Cette composition ethnique a grandement changé avec la création en 1947 de deux nouveaux États distincts: l'Inde et le Pakistan, alors que 14 millions de personnes traversaient la frontière nouvellement tracée. 8 millions de réfugiés musulmans ont fui l'Inde pour entrer au Pakistan, et 6 millions d'hindous et de sikhs ont fait le chemin inverse. À la fin de ce processus de «purification ethnique», la population du Pakistan était à 95 % musulmane.
Au fil du temps, une proportion de plus en plus grande de cette population a commencé à exiger la création d'un État islamique dans les régions formant le Pakistan d'aujourd'hui. La prochaine élection déterminera jusqu'où le pays se rendra sur ce chemin.
Le Pakistan n'est pas le seul pays musulman qui cherche à redéfinir son avenir politique et économique. Les mêmes processus sont en train de se dérouler dans d'autres grands pays de la partie ouest du monde islamique. Par contre, d'autres grands pays musulmans comme l'Indonésie et la Malaisie ont réussi à établir des structures politiques qui servent assez bien tous les segments de populations de diverses origines ethniques. Ceci pourrait se reproduire dans la partie ouest du monde islamique, mais uniquement après des luttes semblables à celles qui se déroulent aujourd'hui au Pakistan.
Les grands pays dans cette partie du monde islamique, en particulier l'Égypte, le Pakistan et la Turquie, tentent de régler quatre problèmes, le plus difficile étant celui de définir le rôle de l'islam dans le système politique.

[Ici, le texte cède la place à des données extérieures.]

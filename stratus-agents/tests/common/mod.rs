//! Shared agents for the scenario tests.

#![allow(dead_code)]

use std::sync::Arc;
use std::time::Duration;

use async_trait::async_trait;
use chrono::Utc;
use stratus_agents::{
    merge_pending_on_demand, pending_in_scope, CachingAgent, CustomScheduledAgent,
    OnDemandAgent, OnDemandRequest, OnDemandResult, PendingOnDemand,
};
use stratus_core::{
    AgentDataType, AgentScope, Authority, CacheResult, CacheResultBuilder, StratusResult,
};
use stratus_storage::CacheStore;
use stratus_test_utils::{fixtures, FakeProvider};

/// Polls instances of one account and region from a [`FakeProvider`].
pub struct InstanceAgent {
    pub provider: Arc<FakeProvider>,
    pub account: String,
    pub region: String,
    pub authority: Authority,
    pub on_demand: bool,
    pub timeout: Option<Duration>,
}

impl InstanceAgent {
    pub fn authoritative(provider: Arc<FakeProvider>) -> Self {
        Self {
            provider,
            account: fixtures::ACCOUNT.to_string(),
            region: fixtures::REGION.to_string(),
            authority: Authority::Authoritative,
            on_demand: false,
            timeout: None,
        }
    }

    pub fn informative(provider: Arc<FakeProvider>) -> Self {
        Self {
            authority: Authority::Informative,
            ..Self::authoritative(provider)
        }
    }

    pub fn with_on_demand(mut self) -> Self {
        self.on_demand = true;
        self
    }

    pub fn with_timeout(mut self, timeout: Duration) -> Self {
        self.timeout = Some(timeout);
        self
    }

    pub fn into_agent(self) -> Arc<dyn CachingAgent> {
        Arc::new(self)
    }
}

#[async_trait]
impl CachingAgent for InstanceAgent {
    fn agent_type(&self) -> String {
        format!("aws/InstanceCachingAgent/{}/{}", self.account, self.region)
    }

    fn provider_name(&self) -> String {
        fixtures::PROVIDER.to_string()
    }

    fn scope(&self) -> AgentScope {
        AgentScope::regional(fixtures::PROVIDER, self.account.clone(), self.region.clone())
    }

    fn provided_data_types(&self) -> Vec<AgentDataType> {
        let instances = AgentDataType {
            namespace: fixtures::INSTANCES.to_string(),
            authority: self.authority,
        };
        vec![
            instances,
            AgentDataType::informative(stratus_core::ON_DEMAND_NAMESPACE),
        ]
    }

    async fn load_data(&self, store: &dyn CacheStore) -> StratusResult<CacheResult> {
        let run_started = Utc::now();
        let entities = self.provider.describe(&self.account).await?;

        let mut builder = CacheResultBuilder::new().with_start_time(run_started);
        let ids: Vec<String> = entities.iter().map(|e| e.id.clone()).collect();
        let instances = builder.namespace(fixtures::INSTANCES);
        instances.mark_complete();
        for entity in entities {
            instances.keep_entity(entity);
        }

        if self.on_demand {
            merge_pending_on_demand(store, &mut builder, &ids, run_started).await?;
        }
        Ok(builder.build())
    }

    fn as_on_demand(&self) -> Option<&dyn OnDemandAgent> {
        self.on_demand.then_some(self as &dyn OnDemandAgent)
    }

    fn as_custom_scheduled(&self) -> Option<&dyn CustomScheduledAgent> {
        self.timeout.map(|_| self as &dyn CustomScheduledAgent)
    }
}

impl CustomScheduledAgent for InstanceAgent {
    fn poll_interval(&self) -> Duration {
        Duration::from_secs(60)
    }

    fn timeout(&self) -> Duration {
        self.timeout.unwrap_or(Duration::from_secs(300))
    }
}

#[async_trait]
impl OnDemandAgent for InstanceAgent {
    fn on_demand_agent_type(&self) -> String {
        format!("{}-OnDemand", self.agent_type())
    }

    fn handles(&self, on_demand_type: &str, provider: &str) -> bool {
        on_demand_type == fixtures::INSTANCES && provider == fixtures::PROVIDER
    }

    async fn handle(
        &self,
        _store: &dyn CacheStore,
        request: &OnDemandRequest,
    ) -> StratusResult<Option<OnDemandResult>> {
        let Some(name) = request.param("id") else {
            return Ok(None);
        };
        if request.param("account").is_some_and(|account| account != self.account) {
            return Ok(None);
        }

        let id = fixtures::instance_key(&self.account, &self.region, name);
        let found = if request.evict {
            None
        } else {
            self.provider.find(&id)
        };

        let result = match found {
            None => OnDemandResult::evicted(
                self.on_demand_agent_type(),
                self.provided_data_types(),
                self.scope(),
                fixtures::INSTANCES,
                &id,
            ),
            Some(entity) => {
                let mut builder = CacheResultBuilder::new();
                builder.namespace(fixtures::INSTANCES).keep_entity(entity);
                OnDemandResult::refreshed(
                    self.on_demand_agent_type(),
                    self.provided_data_types(),
                    self.scope(),
                    fixtures::INSTANCES,
                    &id,
                    &builder,
                )?
            }
        };
        Ok(Some(result))
    }

    async fn pending_on_demand_requests(
        &self,
        store: &dyn CacheStore,
    ) -> StratusResult<Vec<PendingOnDemand>> {
        pending_in_scope(store, &self.scope()).await
    }
}
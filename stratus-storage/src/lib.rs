//! Stratus Storage - Cache Store and Commit
//!
//! Defines the [`CacheStore`] abstraction, its in-memory and LMDB backends,
//! and the [`Committer`] that applies agent results with authoritative
//! reconciliation.

pub mod cache;
pub mod commit;

pub use cache::{
    CacheStats, CacheStore, InMemoryCacheStore, LmdbCacheError, LmdbCacheStore, NamespaceUpdate,
    NamespaceWrite, NamespacedKey,
};
pub use commit::{CommitKind, CommitRequest, CommitSummary, Committer};

use std::sync::Arc;

use stratus_core::{StoreBackend, StoreConfig, StratusResult};

/// Open the store selected by configuration.
pub fn open_store(config: &StoreConfig) -> StratusResult<Arc<dyn CacheStore>> {
    match &config.backend {
        StoreBackend::Memory => Ok(Arc::new(InMemoryCacheStore::new())),
        StoreBackend::Lmdb { path, max_size_mb } => {
            Ok(Arc::new(LmdbCacheStore::new(path, *max_size_mb)?))
        }
    }
}
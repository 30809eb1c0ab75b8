//! Fuzz cache key parsing with arbitrary UTF-8.
//!
//! Run with: cargo +nightly fuzz run cache_key_parse -- -max_total_time=60

#![no_main]

use libfuzzer_sys::fuzz_target;
use stratus_core::CacheKey;

fuzz_target!(|data: &[u8]| {
    let Ok(input) = std::str::from_utf8(data) else {
        return;
    };

    // Any key that parses must survive a re-encode unchanged.
    if let Ok(key) = CacheKey::parse(input) {
        let encoded = key.encode();
        let reparsed = CacheKey::parse(&encoded).expect("encoded key parses");
        assert_eq!(key, reparsed);
    }
});
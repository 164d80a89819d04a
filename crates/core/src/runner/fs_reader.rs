//! Filesystem-backed realm reader.

use std::collections::BTreeMap;
use std::path::{Path, PathBuf};
use std::time::{SystemTime, UNIX_EPOCH};

use async_trait::async_trait;
use url::Url;
use walkdir::WalkDir;

use super::collaborators::{FileRef, Reader, ReaderError};
use crate::paths::RealmPaths;

/// Serves a realm from a directory on disk.
///
/// Every regular file under the root is a realm resource whose url is the
/// realm url joined with the file's relative path.
#[derive(Debug)]
pub struct FsReader {
    root: PathBuf,
    root_url: Url,
    realm: RealmPaths,
}

impl FsReader {
    pub fn new(root: &Path, realm_url: &str) -> Result<Self, ReaderError> {
        let root = root
            .canonicalize()
            .map_err(|_| ReaderError::MissingRoot(root.display().to_string()))?;
        if !root.is_dir() {
            return Err(ReaderError::MissingRoot(root.display().to_string()));
        }
        let root_url = Url::from_directory_path(&root)
            .map_err(|_| ReaderError::Other(format!("cannot map {} to a url", root.display())))?;
        let realm = RealmPaths::new(realm_url)
            .map_err(|e| ReaderError::Other(format!("invalid realm url {realm_url}: {e}")))?;
        Ok(Self { root, root_url, realm })
    }

    pub fn root(&self) -> &Path {
        &self.root
    }

    pub fn realm_url(&self) -> &str {
        self.realm.url()
    }

    /// Local file for a realm url, `None` for urls of other realms.
    fn path_for(&self, url: &str) -> Option<PathBuf> {
        let local = self.realm.local(url)?;
        if local.is_empty() {
            return None;
        }
        self.root_url.join(&local).ok()?.to_file_path().ok()
    }

    fn url_for(&self, relative: &Path) -> String {
        let local: Vec<_> =
            relative.components().map(|c| c.as_os_str().to_string_lossy()).collect();
        self.realm.file_url(&local.join("/"))
    }

    fn is_excluded(entry: &walkdir::DirEntry) -> bool {
        if entry.depth() == 0 {
            return false;
        }
        let name = entry.file_name().to_string_lossy();
        if entry.file_type().is_dir() {
            return name.starts_with('.')
                || matches!(name.as_ref(), "node_modules" | "target" | "dist" | "tmp");
        }
        // Ignore files are hidden but still consulted.
        name.starts_with('.') && name != ".gitignore"
    }
}

#[async_trait]
impl Reader for FsReader {
    async fn mtimes(&self) -> Result<BTreeMap<String, i64>, ReaderError> {
        let mut mtimes = BTreeMap::new();
        for entry in WalkDir::new(&self.root)
            .follow_links(false)
            .into_iter()
            .filter_entry(|e| !Self::is_excluded(e))
        {
            let entry = entry.map_err(|e| ReaderError::Io {
                url: self.realm.url().to_string(),
                source: e.into(),
            })?;
            if !entry.file_type().is_file() {
                continue;
            }
            let relative = entry.path().strip_prefix(&self.root).unwrap_or(entry.path());
            let url = self.url_for(relative);
            let metadata = entry
                .metadata()
                .map_err(|e| ReaderError::Io { url: url.clone(), source: e.into() })?;
            mtimes.insert(url, unix_seconds(metadata.modified().ok()));
        }
        tracing::debug!(realm = self.realm.url(), files = mtimes.len(), "collected filesystem mtimes");
        Ok(mtimes)
    }

    async fn read_file(&self, url: &str) -> Result<Option<FileRef>, ReaderError> {
        let Some(path) = self.path_for(url) else {
            return Ok(None);
        };
        if !path.is_file() {
            return Ok(None);
        }
        let content = std::fs::read_to_string(&path)
            .map_err(|source| ReaderError::Io { url: url.to_string(), source })?;
        let metadata = std::fs::metadata(&path)
            .map_err(|source| ReaderError::Io { url: url.to_string(), source })?;
        let last_modified = unix_seconds(metadata.modified().ok());
        let created = metadata.created().ok().map_or(last_modified, |t| unix_seconds(Some(t)));
        Ok(Some(FileRef { content, last_modified, created }))
    }
}

fn unix_seconds(time: Option<SystemTime>) -> i64 {
    time.and_then(|t| t.duration_since(UNIX_EPOCH).ok())
        .and_then(|d| i64::try_from(d.as_secs()).ok())
        .unwrap_or(0)
}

La Turquie semble avoir trouvé une solution, motivée en partie par sa volonté de se joindre à l'Union européenne. Le parti conservateur au pouvoir, doté de profondes racines religieuses, se contente de laisser la religion dans le domaine de l'observance privée, sans influence directe sur les politiques publiques. La situation est moins stable en Égypte, tandis qu'au Pakistan une faction mineure de la population, quoique très motivée, a adopté la voie d'actes d'extrême violence comme forme d'expression politique.
Il faut également résoudre le problème du rôle de l'armée dans la vie politique. Ici encore, la Turquie a pris les devants ; et, tant en Égypte qu'au Pakistan, les hommes en uniforme sont retournés dans leurs casernes, sans toutefois perdre de leur influence sur la politique générale.
Il reste aussi le problème du sectarisme, particulièrement les tensions croissantes entre les musulmans d'obédiences sunnite et chiite. Ces conflits pourraient être exacerbés par l'issue des combats en Syrie. Si les sunnites y triomphent, il est possible qu'ils adoptent des positions plus fermes dans des pays où résident d'importantes populations chiites. On ignore souvent que le Pakistan a la deuxième plus grande population chiite du monde, après l'Iran, avec environ 50 millions d'adhérents. Ces dernières années, ils ont été la cible d'attentats sanglants à Karachi et à Quetta, qui ont tué plus de 400 personnes.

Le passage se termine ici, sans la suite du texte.